//! Frame parsing for the market feed.
//!
//! The feed delivers frames either as a single JSON object or as a JSON
//! array of objects. Both shapes are normalized into an ordered batch of
//! [`MarketMessage`] records.

use crate::error::{FeedError, FeedResult};
use crate::message::MarketMessage;

/// Maximum number of payload bytes quoted in a parse error.
const ERROR_EXCERPT_LEN: usize = 100;

/// Parse one raw frame into an ordered batch of records.
///
/// An empty or whitespace-only frame yields an empty batch, not an error.
/// Malformed content yields [`FeedError::Frame`] with a truncated excerpt
/// of the offending payload; the caller is expected to log and drop the
/// frame, never to abort.
pub fn parse_frame(data: &[u8]) -> FeedResult<Vec<MarketMessage>> {
    let trimmed = trim_leading_whitespace(data);
    if trimmed.is_empty() {
        return Ok(Vec::new());
    }

    if trimmed[0] == b'[' {
        serde_json::from_slice::<Vec<MarketMessage>>(trimmed)
            .map_err(|e| frame_error("invalid message array", e, trimmed))
    } else {
        serde_json::from_slice::<MarketMessage>(trimmed)
            .map(|msg| vec![msg])
            .map_err(|e| frame_error("invalid message object", e, trimmed))
    }
}

fn frame_error(context: &str, err: serde_json::Error, payload: &[u8]) -> FeedError {
    FeedError::Frame {
        detail: format!("{context}: {err}"),
        excerpt: truncate(payload, ERROR_EXCERPT_LEN),
    }
}

fn trim_leading_whitespace(data: &[u8]) -> &[u8] {
    let start = data
        .iter()
        .position(|b| !matches!(b, b' ' | b'\t' | b'\n' | b'\r'))
        .unwrap_or(data.len());
    &data[start..]
}

/// Truncate a payload to `max_len` bytes for error messages.
fn truncate(data: &[u8], max_len: usize) -> String {
    if data.len() <= max_len {
        String::from_utf8_lossy(data).into_owned()
    } else {
        format!("{}...", String::from_utf8_lossy(&data[..max_len]))
    }
}
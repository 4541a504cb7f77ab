//! Market session lifecycle and orchestration.
//!
//! A [`MarketSession`] couples one feed connection to one output file for
//! the life of a single market: from discovery until the market's end
//! time plus a grace period. The [`MarketManager`] discovers markets on a
//! cadence, holds the live-session registry, and reaps expired sessions.

pub mod config;
pub mod error;
pub mod manager;
pub mod session;

pub use config::{ManagerConfig, SeriesConfig, StorageConfig};
pub use error::{SessionError, SessionResult};
pub use manager::{MarketDiscovery, MarketManager};
pub use session::{MarketSession, SessionMetadata, SessionSettings};
//! Structured logging for the collector.

pub mod error;
pub mod logging;

pub use error::{TelemetryError, TelemetryResult};
pub use logging::init_logging;
//! Polymarket order book collector.
//!
//! Daemon that discovers active markets for configured series via the
//! Gamma API, opens one feed session per market, and records every book
//! snapshot and price change to JSONL files until each market ends.

pub mod config;
pub mod error;

pub use config::AppConfig;
pub use error::{AppError, AppResult};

==========

- Exercise directions: Output exactly one stretch of the listing: from the line containing "b'\t' | b'\n' | b'\r'))" through the line containing "fn truncate(data: &[u8], max_len: usize)", both end lines included.

- Response below:
        .position(|b| !matches!(b, b' ' | b'\t' | b'\n' | b'\r'))
        .unwrap_or(data.len());
    &data[start..]
}

/// Truncate a payload to `max_len` bytes for error messages.
fn truncate(data: &[u8], max_len: usize) -> String {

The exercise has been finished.